Una politica marcatamente keynesiana a livello europeo non solo sosterrebbe la crescita, ma aumenterebbe le probabilità di successo per le riforme dei Paesi del Sud. Riforme e consolidamento fiscale sono meno dolorose e hanno più speranza di successo in un contesto globale di forte crescita. Lo sanno bene proprio i tedeschi, che nel 2003-2005 hanno potuto contare sulla domanda proveniente tra l'altro dai Paesi oggi in crisi per assorbire parte dei costi di breve periodo delle riforme Hartz. Il lungo periodo non è altro che una sequenza di brevi periodi, che non possono essere considerati separatamente.
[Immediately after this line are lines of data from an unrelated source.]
/// Password hashing using Argon2id
///
/// Produces PHC-format strings via the `argon2` crate's default Argon2id
/// parameters, with a random 16-byte salt from the OS RNG per hash.
///
/// # Example
///
/// ```
/// use courseloft_shared::auth::password::{hash_password, verify_password};
///
/// # fn example() -> Result<(), Box<dyn std::error::Error>> {
/// let hash = hash_password("super_secret_password_123")?;
/// assert!(verify_password("super_secret_password_123", &hash)?);
/// assert!(!verify_password("wrong_password", &hash)?);
/// # Ok(())
/// # }
/// ```
use argon2::{
    password_hash::{rand_core::OsRng, PasswordHash, PasswordHasher, PasswordVerifier, SaltString},
    Argon2,
};

/// Error type for password hashing operations
#[derive(Debug, thiserror::Error)]
pub enum PasswordError {
    /// Failed to hash password
    #[error("failed to hash password: {0}")]
    HashError(String),

    /// Invalid password hash format
    #[error("invalid password hash format: {0}")]
    InvalidHash(String),

    /// Password fails the minimum strength rules
    #[error("{0}")]
    TooWeak(&'static str),
}

/// Hashes a password with Argon2id and a fresh random salt
///
/// # Errors
///
/// Returns [`PasswordError::HashError`] if hashing fails.
pub fn hash_password(password: &str) -> Result<String, PasswordError> {
    let salt = SaltString::generate(&mut OsRng);
    let argon2 = Argon2::default();

    let hash = argon2
        .hash_password(password.as_bytes(), &salt)
        .map_err(|e| PasswordError::HashError(e.to_string()))?;

    Ok(hash.to_string())
}

/// Verifies a password against a stored PHC-format hash
///
/// Returns `Ok(false)` on mismatch; `Err` only for a malformed hash.
pub fn verify_password(password: &str, hash: &str) -> Result<bool, PasswordError> {
    let parsed = PasswordHash::new(hash).map_err(|e| PasswordError::InvalidHash(e.to_string()))?;

    Ok(Argon2::default()
        .verify_password(password.as_bytes(), &parsed)
        .is_ok())
}

/// Checks minimum password strength
///
/// At least 8 characters containing both a letter and a digit.
///
/// # Errors
///
/// Returns [`PasswordError::TooWeak`] carrying the rule that failed.
pub fn validate_password_strength(password: &str) -> Result<(), PasswordError> {
    if password.len() < 8 {
        return Err(PasswordError::TooWeak(
            "Password must be at least 8 characters",
        ));
    }
    if !password.chars().any(|c| c.is_ascii_alphabetic()) {
        return Err(PasswordError::TooWeak("Password must contain a letter"));
    }
    if !password.chars().any(|c| c.is_ascii_digit()) {
        return Err(PasswordError::TooWeak("Password must contain a digit"));
    }
    Ok(())
}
Occorre in sintesi abbandonare l'idea che la zona euro sia composta di santi e di peccatori, e riconoscere che la crisi attuale è frutto di squilibri strutturali e di un'unione monetaria incompiuta. Se questo avvenisse, se si smettesse di chiedersi cosa può fare la Grecia ma ci si chiedesse cosa può fare l'Europa, allora sì, esisterebbero delle politiche alternative all'austerità.